> Problem description:
Type out every entry again, character for character.
»»
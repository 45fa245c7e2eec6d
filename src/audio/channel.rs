use crate::error::{FocusError, Result};
use rodio::{Decoder, OutputStream, OutputStreamHandle, Sink, Source};
use std::fs::File;
use std::io::BufReader;
use std::path::{Path, PathBuf};
use std::sync::mpsc;
use std::time::Duration;
use tracing::{debug, info, warn};

/// The single ambient playback resource.
///
/// Implementations must release whatever they were playing before `play`
/// attaches a new source, so two tracks never overlap.
pub trait AudioChannel: Send {
    fn play(&mut self, source: &Path, volume: f32, looping: bool) -> Result<()>;
    fn stop(&mut self);
    fn set_volume(&mut self, volume: f32);
    fn set_looping(&mut self, looping: bool);
    /// Housekeeping hook called from the event loop. Returns false once the
    /// channel has gone quiet on its own (end of a non-looping track).
    fn poll(&mut self) -> bool;
}

/// Accepts every request and plays nothing. Used for headless runs.
#[derive(Debug, Default)]
pub struct NullChannel {
    playing: bool,
}

impl AudioChannel for NullChannel {
    fn play(&mut self, source: &Path, _volume: f32, _looping: bool) -> Result<()> {
        debug!(event = "null_channel_play", source = %source.display());
        self.playing = true;
        Ok(())
    }

    fn stop(&mut self) {
        self.playing = false;
    }

    fn set_volume(&mut self, _volume: f32) {}

    fn set_looping(&mut self, _looping: bool) {}

    fn poll(&mut self) -> bool {
        self.playing
    }
}

/// Plays through the default output device with one `rodio` sink.
///
/// The output stream lives on its own thread for as long as the channel
/// exists; the sink is replaced on every `play`.
pub struct SinkChannel {
    handle: OutputStreamHandle,
    sink: Option<Sink>,
    source: Option<PathBuf>,
    volume: f32,
    looping: bool,
    // dropping this ends the output thread
    _output: mpsc::Sender<()>,
}

impl SinkChannel {
    pub fn open() -> Result<Self> {
        let (handle_tx, handle_rx) = mpsc::channel();
        let (output_tx, output_rx) = mpsc::channel::<()>();

        std::thread::Builder::new()
            .name("rfocus-audio".into())
            .spawn(move || match OutputStream::try_default() {
                Ok((_stream, handle)) => {
                    let _ = handle_tx.send(Ok(handle));
                    let _ = output_rx.recv();
                }
                Err(err) => {
                    let _ = handle_tx.send(Err(err.to_string()));
                }
            })
            .map_err(|err| FocusError::Playback(format!("failed to start audio thread: {err}")))?;

        let handle = handle_rx
            .recv()
            .map_err(|_| FocusError::Playback("audio thread exited".into()))?
            .map_err(|err| FocusError::Playback(format!("no audio output device: {err}")))?;
        info!(event = "audio_output_opened");

        Ok(Self {
            handle,
            sink: None,
            source: None,
            volume: 0.5,
            looping: true,
            _output: output_tx,
        })
    }

    fn start(&mut self, path: &Path, resume_at: Option<Duration>) -> Result<()> {
        let decoded = decode(path)?;
        let sink = Sink::try_new(&self.handle)
            .map_err(|err| FocusError::Playback(format!("audio output unavailable: {err}")))?;
        sink.set_volume(self.volume);
        if self.looping {
            sink.append(decoded.repeat_infinite());
        } else {
            sink.append(decoded);
        }
        if let Some(pos) = resume_at {
            // Past the end of a single pass the seek fails and playback
            // starts over.
            let _ = sink.try_seek(pos);
        }
        self.sink = Some(sink);
        self.source = Some(path.to_path_buf());
        Ok(())
    }

    fn release(&mut self) {
        if let Some(sink) = self.sink.take() {
            sink.stop();
        }
        self.source = None;
    }
}

/// Opens and decodes an audio file without touching the output device.
pub fn decode(path: &Path) -> Result<Decoder<BufReader<File>>> {
    let file = File::open(path).map_err(|err| {
        FocusError::Playback(format!("missing audio asset {}: {err}", path.display()))
    })?;
    Decoder::new(BufReader::new(file)).map_err(|err| {
        FocusError::Playback(format!("cannot decode {}: {err}", path.display()))
    })
}

impl AudioChannel for SinkChannel {
    fn play(&mut self, source: &Path, volume: f32, looping: bool) -> Result<()> {
        self.release();
        self.volume = volume;
        self.looping = looping;
        self.start(source, None)
    }

    fn stop(&mut self) {
        self.release();
    }

    fn set_volume(&mut self, volume: f32) {
        self.volume = volume;
        if let Some(sink) = &self.sink {
            sink.set_volume(volume);
        }
    }

    /// A queued source cannot change its repeat mode, so the track is
    /// rebuilt at the current position.
    fn set_looping(&mut self, looping: bool) {
        if self.looping == looping {
            return;
        }
        self.looping = looping;
        let (Some(sink), Some(source)) = (self.sink.take(), self.source.take()) else {
            return;
        };
        let pos = sink.get_pos();
        sink.stop();
        if let Err(err) = self.start(&source, Some(pos)) {
            warn!(event = "loop_toggle_failed", error = %err);
        }
    }

    fn poll(&mut self) -> bool {
        match &self.sink {
            Some(sink) if !sink.empty() => true,
            Some(_) => {
                self.release();
                false
            }
            None => false,
        }
    }
}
««
> Task response:
repository 45fa245c7e2eec6d
filename src/audio/channel.rs
use crate::error::{FocusError, Result};
use rodio::{Decoder, OutputStream, OutputStreamHandle, Sink, Source};
use std::fs::File;
use std::io::BufReader;
use std::path::{Path, PathBuf};
use std::sync::mpsc;
use std::time::Duration;
use tracing::{debug, info, warn};

/// The single ambient playback resource.
///
/// Implementations must release whatever they were playing before `play`
/// attaches a new source, so two tracks never overlap.
pub trait AudioChannel: Send {
    fn play(&mut self, source: &Path, volume: f32, looping: bool) -> Result<()>;
    fn stop(&mut self);
    fn set_volume(&mut self, volume: f32);
    fn set_looping(&mut self, looping: bool);
    /// Housekeeping hook called from the event loop. Returns false once the
    /// channel has gone quiet on its own (end of a non-looping track).
    fn poll(&mut self) -> bool;
}

/// Accepts every request and plays nothing. Used for headless runs.
#[derive(Debug, Default)]
pub struct NullChannel {
    playing: bool,
}

impl AudioChannel for NullChannel {
    fn play(&mut self, source: &Path, _volume: f32, _looping: bool) -> Result<()> {
        debug!(event = "null_channel_play", source = %source.display());
        self.playing = true;
        Ok(())
    }

    fn stop(&mut self) {
        self.playing = false;
    }

    fn set_volume(&mut self, _volume: f32) {}

    fn set_looping(&mut self, _looping: bool) {}

    fn poll(&mut self) -> bool {
        self.playing
    }
}

/// Plays through the default output device with one `rodio` sink.
///
/// The output stream lives on its own thread for as long as the channel
/// exists; the sink is replaced on every `play`.
pub struct SinkChannel {
    handle: OutputStreamHandle,
    sink: Option<Sink>,
    source: Option<PathBuf>,
    volume: f32,
    looping: bool,
    // dropping this ends the output thread
    _output: mpsc::Sender<()>,
}

impl SinkChannel {
    pub fn open() -> Result<Self> {
        let (handle_tx, handle_rx) = mpsc::channel();
        let (output_tx, output_rx) = mpsc::channel::<()>();

        std::thread::Builder::new()
            .name("rfocus-audio".into())
            .spawn(move || match OutputStream::try_default() {
                Ok((_stream, handle)) => {
                    let _ = handle_tx.send(Ok(handle));
                    let _ = output_rx.recv();
                }
                Err(err) => {
                    let _ = handle_tx.send(Err(err.to_string()));
                }
            })
            .map_err(|err| FocusError::Playback(format!("failed to start audio thread: {err}")))?;

        let handle = handle_rx
            .recv()
            .map_err(|_| FocusError::Playback("audio thread exited".into()))?
            .map_err(|err| FocusError::Playback(format!("no audio output device: {err}")))?;
        info!(event = "audio_output_opened");

        Ok(Self {
            handle,
            sink: None,
            source: None,
            volume: 0.5,
            looping: true,
            _output: output_tx,
        })
    }

    fn start(&mut self, path: &Path, resume_at: Option<Duration>) -> Result<()> {
        let decoded = decode(path)?;
        let sink = Sink::try_new(&self.handle)
            .map_err(|err| FocusError::Playback(format!("audio output unavailable: {err}")))?;
        sink.set_volume(self.volume);
        if self.looping {
            sink.append(decoded.repeat_infinite());
        } else {
            sink.append(decoded);
        }
        if let Some(pos) = resume_at {
            // Past the end of a single pass the seek fails and playback
            // starts over.
            let _ = sink.try_seek(pos);
        }
        self.sink = Some(sink);
        self.source = Some(path.to_path_buf());
        Ok(())
    }

    fn release(&mut self) {
        if let Some(sink) = self.sink.take() {
            sink.stop();
        }
        self.source = None;
    }
}

/// Opens and decodes an audio file without touching the output device.
pub fn decode(path: &Path) -> Result<Decoder<BufReader<File>>> {
    let file = File::open(path).map_err(|err| {
        FocusError::Playback(format!("missing audio asset {}: {err}", path.display()))
    })?;
    Decoder::new(BufReader::new(file)).map_err(|err| {
        FocusError::Playback(format!("cannot decode {}: {err}", path.display()))
    })
}

impl AudioChannel for SinkChannel {
    fn play(&mut self, source: &Path, volume: f32, looping: bool) -> Result<()> {
        self.release();
        self.volume = volume;
        self.looping = looping;
        self.start(source, None)
    }

    fn stop(&mut self) {
        self.release();
    }

    fn set_volume(&mut self, volume: f32) {
        self.volume = volume;
        if let Some(sink) = &self.sink {
            sink.set_volume(volume);
        }
    }

    /// A queued source cannot change its repeat mode, so the track is
    /// rebuilt at the current position.
    fn set_looping(&mut self, looping: bool) {
        if self.looping == looping {
            return;
        }
        self.looping = looping;
        let (Some(sink), Some(source)) = (self.sink.take(), self.source.take()) else {
            return;
        };
        let pos = sink.get_pos();
        sink.stop();
        if let Err(err) = self.start(&source, Some(pos)) {
            warn!(event = "loop_toggle_failed", error = %err);
        }
    }

    fn poll(&mut self) -> bool {
        match &self.sink {
            Some(sink) if !sink.empty() => true,
            Some(_) => {
                self.release();
                false
            }
            None => false,
        }
    }
}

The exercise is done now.